Want new volunteers? It’s time to get creative

Two recent articles in Third Sector have highlighted the challenge facing volunteer-involving organisations in the coming months and years.

One of these  – a piece of research which says today’s volunteers will demand more challenging tasks in their retirement – shows that the new breed of baby boomer volunteers are unlikely to engage in the way their parents did. From wanting shorter-term commitments (at least initially) to an increasing aversion to just doing the make-work, this huge pool of potential volunteers will not thrill to tired old views about – and strategies for engaging – volunteers.The other – a study which suggests that charities should respond to enquiries about volunteering within two hours – highlights how the demands and expectations of potential volunteers have changed in line with the demands and expectations of society in general. It also highlights the need for charities to be more focused on the motivations, availabilities and interests of potential volunteers, while still ensuring that volunteers deliver our missions. As Stephen Cook points out, it’s a question of balance.

Both articles – and the reports they link to – do a good job of summarising the scale of the change needed in many volunteer-involving organisations. Simply adapting current practice won’t cut it. I’ve been making that argument for years, both in my Third Sector blog and in the other writing, training and speaking I do.

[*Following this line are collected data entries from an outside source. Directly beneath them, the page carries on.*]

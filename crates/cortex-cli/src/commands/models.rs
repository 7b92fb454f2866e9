//! `cortex models list/pull/run`.

use clap::{Args, Subcommand};
use serde::{Deserialize, Serialize};

use crate::client::CortexClient;
use crate::error::CliResult;

#[derive(Args)]
pub struct ModelsArgs {
    #[command(subcommand)]
    command: ModelsCommand,
}

#[derive(Subcommand)]
enum ModelsCommand {
    /// List loaded engine families
    List,

    /// Download (install) a model's engine variant
    Pull(PullArgs),

    /// Load a model and run a single prompt against it
    Run(RunArgs),
}

#[derive(Args)]
struct PullArgs {
    model: String,

    #[arg(long)]
    version: Option<String>,

    #[arg(long)]
    variant: Option<String>,
}

#[derive(Args)]
struct RunArgs {
    model: String,

    /// Prompt text sent as a single user message
    #[arg(long)]
    prompt: String,

    #[arg(long)]
    version: Option<String>,

    #[arg(long)]
    variant: Option<String>,
}

#[derive(Debug, Deserialize)]
struct ModelsListResponse {
    data: Vec<String>,
}

#[derive(Debug, Serialize)]
struct InstallRequest {
    version: Option<String>,
    variant: Option<String>,
}

#[derive(Debug, Deserialize)]
struct InstalledVariant {
    tag: String,
}

#[derive(Debug, Serialize)]
struct LoadModelRequest {
    model: String,
    version: Option<String>,
    variant: Option<String>,
    multimodal: bool,
    preprompt: String,
    user_turn_marker: String,
}

#[derive(Debug, Deserialize)]
struct LoadModelResponse {
    loaded: bool,
}

#[derive(Debug, Serialize)]
struct ChatMessage {
    role: &'static str,
    content: String,
}

#[derive(Debug, Serialize)]
struct ChatCompletionRequest {
    model: String,
    messages: Vec<ChatMessage>,
    stream: bool,
}

#[derive(Debug, Deserialize)]
struct ChatCompletionMessage {
    content: String,
}

#[derive(Debug, Deserialize)]
struct ChatCompletionChoice {
    message: ChatCompletionMessage,
}

#[derive(Debug, Deserialize)]
struct ChatCompletionResponse {
    choices: Vec<ChatCompletionChoice>,
}

pub async fn run(args: ModelsArgs, client: &CortexClient) -> CliResult<()> {
    match args.command {
        ModelsCommand::List => list(client).await,
        ModelsCommand::Pull(args) => pull(args, client).await,
        ModelsCommand::Run(args) => run_prompt(args, client).await,
    }
}

async fn list(client: &CortexClient) -> CliResult<()> {
    let response: ModelsListResponse = client.get("/inferences/server/models").await?;
    if response.data.is_empty() {
        println!("no models loaded");
        return Ok(());
    }
    for family in response.data {
        println!("{family}");
    }
    Ok(())
}

async fn pull(args: PullArgs, client: &CortexClient) -> CliResult<()> {
    let request = InstallRequest { version: args.version, variant: args.variant };
    let installed: InstalledVariant = client.post(&format!("/v1/engines/{}/install", args.model), &request).await?;
    println!("pulled {} variant {}", args.model, installed.tag);
    Ok(())
}

async fn run_prompt(args: RunArgs, client: &CortexClient) -> CliResult<()> {
    let load_request = LoadModelRequest {
        model: args.model.clone(),
        version: args.version,
        variant: args.variant,
        multimodal: false,
        preprompt: String::new(),
        user_turn_marker: String::new(),
    };
    let loaded: LoadModelResponse = client.post("/inferences/server/loadmodel", &load_request).await?;
    if !loaded.loaded {
        return Err(crate::error::CliError::runtime(format!("{} failed to load", args.model)));
    }

    let chat_request = ChatCompletionRequest {
        model: args.model,
        messages: vec![ChatMessage { role: "user", content: args.prompt }],
        stream: false,
    };
    let response: ChatCompletionResponse = client.post("/v1/chat/completions", &chat_request).await?;
    let content = response
        .choices
        .into_iter()
        .next()
        .map(|choice| choice.message.content)
        .unwrap_or_default();
    println!("{content}");
    Ok(())
}
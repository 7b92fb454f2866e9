//! Thin `reqwest` wrapper around the Cortex HTTP surface, plus the
//! auto-launch-if-unreachable dance §6 calls for.

use std::time::Duration;

use serde::de::DeserializeOwned;
use serde::Serialize;

use crate::error::{CliError, CliResult};

#[derive(Clone)]
pub struct CortexClient {
    http: reqwest::Client,
    base_url: String,
}

impl CortexClient {
    pub fn new(base_url: impl Into<String>) -> Self {
        Self { http: reqwest::Client::new(), base_url: base_url.into() }
    }

    pub fn base_url(&self) -> &str {
        &self.base_url
    }

    pub async fn is_reachable(&self) -> bool {
        self.http
            .get(format!("{}/healthz", self.base_url))
            .timeout(Duration::from_millis(500))
            .send()
            .await
            .map(|r| r.status().is_success())
            .unwrap_or(false)
    }

    pub async fn get<T: DeserializeOwned>(&self, path: &str) -> CliResult<T> {
        let response = self.http.get(format!("{}{path}", self.base_url)).send().await?;
        Self::decode(response).await
    }

    pub async fn post<B: Serialize, T: DeserializeOwned>(&self, path: &str, body: &B) -> CliResult<T> {
        let response = self.http.post(format!("{}{path}", self.base_url)).json(body).send().await?;
        Self::decode(response).await
    }

    pub async fn delete<T: DeserializeOwned>(&self, path: &str) -> CliResult<T> {
        let response = self.http.delete(format!("{}{path}", self.base_url)).send().await?;
        Self::decode(response).await
    }

    async fn decode<T: DeserializeOwned>(response: reqwest::Response) -> CliResult<T> {
        if response.status().is_success() {
            response.json().await.map_err(|e| CliError::runtime(format!("invalid response from cortex-server: {e}")))
        } else if let Ok(envelope) = response.json::<cortex_core::ErrorEnvelope>().await {
            Err(envelope.into())
        } else {
            Err(CliError::runtime("cortex-server returned an error with no envelope body"))
        }
    }
}

#[cfg(test)]
mod tests {
    use super::*;
    use serde::Deserialize;
    use wiremock::matchers::{method, path};
    use wiremock::{Mock, MockServer, ResponseTemplate};

    #[derive(Debug, Deserialize, PartialEq)]
    struct Ping {
        ok: bool,
    }

    #[tokio::test]
    async fn is_reachable_reflects_healthz_status() {
        let server = MockServer::start().await;
        Mock::given(method("GET"))
            .and(path("/healthz"))
            .respond_with(ResponseTemplate::new(200))
            .mount(&server)
            .await;

        let client = CortexClient::new(server.uri());
        assert!(client.is_reachable().await);
    }

    #[tokio::test]
    async fn get_decodes_success_body() {
        let server = MockServer::start().await;
        Mock::given(method("GET"))
            .and(path("/ping"))
            .respond_with(ResponseTemplate::new(200).set_body_json(serde_json::json!({"ok": true})))
            .mount(&server)
            .await;

        let client = CortexClient::new(server.uri());
        let ping: Ping = client.get("/ping").await.unwrap();
        assert_eq!(ping, Ping { ok: true });
    }

    #[tokio::test]
    async fn get_surfaces_error_envelope() {
        let server = MockServer::start().await;
        Mock::given(method("GET"))
            .and(path("/missing"))
            .respond_with(ResponseTemplate::new(404).set_body_json(serde_json::json!({
                "message": "engine llama-cpp not found",
                "kind": "not_found",
            })))
            .mount(&server)
            .await;

        let client = CortexClient::new(server.uri());
        let err = client.get::<Ping>("/missing").await.unwrap_err();
        assert!(err.message.contains("not found"));
    }
}
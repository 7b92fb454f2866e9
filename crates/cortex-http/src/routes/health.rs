//! `GET /healthz`: liveness only, no auth, no dependency checks. Added
//! because every long-running service in the teacher's stack carries one,
//! even though the literal endpoint list this surface otherwise implements
//! does not mention it.

use axum::routing::get;
use axum::{Json, Router};
use serde::Serialize;

use crate::state::AppState;

pub fn routes() -> Router<AppState> {
    Router::new().route("/healthz", get(healthz))
}

#[derive(Serialize)]
struct Healthz {
    status: &'static str,
}

async fn healthz() -> Json<Healthz> {
    Json(Healthz { status: "ok" })
}

#[cfg(test)]
mod tests {
    use super::*;

    #[tokio::test]
    async fn healthz_reports_ok() {
        let Json(body) = healthz().await;
        assert_eq!(body.status, "ok");
    }
}
//! OpenAI-compatible wire shapes, hand-written rather than pulled from a
//! client SDK: this process is a server answering these shapes, not a
//! client consuming them, so the request/response structs only need to
//! round-trip JSON, not provide a builder API.

use serde::{Deserialize, Serialize};

#[derive(Debug, Clone, Copy, PartialEq, Eq, Serialize, Deserialize)]
#[serde(rename_all = "lowercase")]
pub enum ChatRole {
    System,
    User,
    Assistant,
    Tool,
}

#[derive(Debug, Clone, Serialize, Deserialize)]
#[serde(tag = "type", rename_all = "snake_case")]
pub enum ContentPart {
    Text { text: String },
    ImageUrl { image_url: ImageUrlRef },
}

#[derive(Debug, Clone, Serialize, Deserialize)]
pub struct ImageUrlRef {
    pub url: String,
}

#[derive(Debug, Clone, Serialize, Deserialize)]
#[serde(untagged)]
pub enum MessageContent {
    Text(String),
    Parts(Vec<ContentPart>),
}

#[derive(Debug, Clone, Serialize, Deserialize)]
pub struct ChatMessage {
    pub role: ChatRole,
    pub content: MessageContent,
}

#[derive(Debug, Clone, Serialize, Deserialize)]
#[serde(untagged)]
pub enum StopSequences {
    One(String),
    Many(Vec<String>),
}

#[derive(Debug, Clone, Deserialize)]
pub struct ChatCompletionRequest {
    pub model: String,
    pub messages: Vec<ChatMessage>,
    #[serde(default)]
    pub stream: Option<bool>,
    #[serde(default)]
    pub temperature: Option<f32>,
    #[serde(default)]
    pub top_p: Option<f32>,
    #[serde(default)]
    pub max_tokens: Option<u32>,
    #[serde(default)]
    pub stop: Option<StopSequences>,
    #[serde(default)]
    pub frequency_penalty: Option<f32>,
    #[serde(default)]
    pub presence_penalty: Option<f32>,
}

#[derive(Debug, Clone, Serialize)]
pub struct SamplingParams {
    pub top_p: f32,
    pub temperature: f32,
    pub max_tokens: u32,
    pub repeat_last_n: u32,
    pub frequency_penalty: f32,
    pub presence_penalty: f32,
}

impl Default for SamplingParams {
    /// Defaults per spec.md §4.6.
    fn default() -> Self {
        Self {
            top_p: 0.95,
            temperature: 0.8,
            max_tokens: 500,
            repeat_last_n: 32,
            frequency_penalty: 0.0,
            presence_penalty: 0.0,
        }
    }
}

#[derive(Debug, Clone, Serialize)]
pub struct ImagePart {
    pub id: usize,
    pub placeholder: String,
    /// Always a `data:` URL by the time dispatch sees it — remote/local
    /// file references are base64-encoded during prompt formatting.
    pub data_url: String,
}

/// The dispatcher's internal request shape, built by normalizing an
/// OpenAI-shaped body, per spec.md §4.6. Also the wire shape submitted to
/// the engine plugin via [`cortex_loader::EnginePlugin::submit_completion`].
#[derive(Debug, Clone, Serialize)]
pub struct GenerationRequest {
    pub model: String,
    pub prompt: String,
    pub sampling: SamplingParams,
    pub stop: Vec<String>,
    pub image_parts: Vec<ImagePart>,
    pub stream: bool,
    /// Set for the embeddings path: asks the plugin to return a vector
    /// instead of sampled tokens.
    pub embedding: bool,
}

#[derive(Debug, Clone, Deserialize)]
#[serde(untagged)]
pub enum EmbeddingsInput {
    One(String),
    Many(Vec<String>),
}

impl EmbeddingsInput {
    pub fn into_vec(self) -> Vec<String> {
        match self {
            EmbeddingsInput::One(s) => vec![s],
            EmbeddingsInput::Many(items) => items,
        }
    }
}

#[derive(Debug, Clone, Deserialize)]
pub struct EmbeddingsRequest {
    pub model: String,
    pub input: EmbeddingsInput,
}
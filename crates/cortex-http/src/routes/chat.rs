//! `POST /v1/chat/completions` and `POST /v1/embeddings`: the OpenAI-shaped
//! inference surface, thin over [`cortex_dispatch::Dispatcher`].
//!
//! Streaming mirrors `dashflow-langserve`'s `stream_handler` shape (an
//! `async_stream::stream!` block feeding an `axum::response::sse::Sse`), but
//! emits raw `data:` frames rather than named SSE events, and appends the
//! `data: [DONE]` sentinel the dispatcher's stream itself does not know
//! about — that convention belongs to the wire protocol, not to dispatch.

use axum::response::sse::{Event, KeepAlive, Sse};
use axum::response::IntoResponse;
use axum::{extract::State, Json};
use futures::StreamExt;
use std::convert::Infallible;

use crate::error::{ApiError, ApiResult};
use crate::state::AppState;
use cortex_dispatch::{ChatCompletionRequest, EmbeddingsRequest};

pub async fn chat_completions(State(state): State<AppState>, Json(request): Json<ChatCompletionRequest>) -> ApiResult<axum::response::Response> {
    let family = request.model.clone();
    let family_config = state.family_prompt(&family);

    if request.stream.unwrap_or(false) {
        let stream = state.dispatcher.chat_completion_stream(&family, &family_config, request).await?;
        let sse_stream = stream.map(|chunk| -> Result<Event, Infallible> {
            match chunk {
                Ok(chunk) => Ok(Event::default().json_data(chunk).unwrap_or_else(|_| Event::default().data("{}"))),
                Err(err) => Ok(Event::default().json_data(err.to_envelope()).unwrap_or_else(|_| Event::default().data("{}"))),
            }
        });
        let done = futures::stream::once(async { Ok(Event::default().data("[DONE]")) });
        let combined = sse_stream.chain(done);
        Ok(Sse::new(combined).keep_alive(KeepAlive::default()).into_response())
    } else {
        let response = state.dispatcher.chat_completion(&family, &family_config, request).await.map_err(ApiError::from)?;
        Ok(Json(response).into_response())
    }
}

pub async fn embeddings(State(state): State<AppState>, Json(request): Json<EmbeddingsRequest>) -> ApiResult<Json<cortex_dispatch::EmbeddingsResponse>> {
    let family = request.model.clone();
    let response = state.dispatcher.embeddings(&family, request).await?;
    Ok(Json(response))
}
//! The Download Service (C3): parallel, resumable file fetches with task
//! lifecycle and event emission, used by the Engine Registry to install
//! engine archives and by model installation flows.

pub mod fetch;
pub mod retry;
pub mod service;
pub mod types;

pub use service::{default_pool_size, DownloadService, OnFinished};
pub use types::{DownloadItem, DownloadTask, ItemStatus, TaskKind};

I recently read a comment from a volunteer manager who, in response to the increasing interest in short-term roles from potential volunteers, commented that they were struggling to see how existing roles could be divided up into shorter-term opportunities. They missed the point. It isn’t necessarily about doing what we do differently, but about getting creative, looking for new ways volunteers can get involved in our causes, challenging the status quo and seizing the potential of a whole new generation of volunteers.

I came across a great example recently in Australia. An organisation that supports disabled people was recruiting mentors to work one-to-one with their clients. They made it really clear what they needed (skills, commitments, experience, attitudes etc) and put their recruitment message out there. They were surprised that many of the best respondents were recent immigrants. They ticked all the boxes and could empathise with the clients’ experience of being marginalised, ignored and looked down on by wider society.

To me that’s an example of an organisation thinking outside the box and creatively embracing a new pool of volunteer talent, while also retaining a clear focus on what’s best for its clients. It’s in that kind of creativity that organisations will succeed in engaging the huge pool of volunteer talent out there.

What examples have you got of being creative in engaging new volunteer talent? Now’s your chance to showcase your experience and show others that the change we need to see in the way the sector views and engages volunteers is essential if we are to survive and thrive in the future.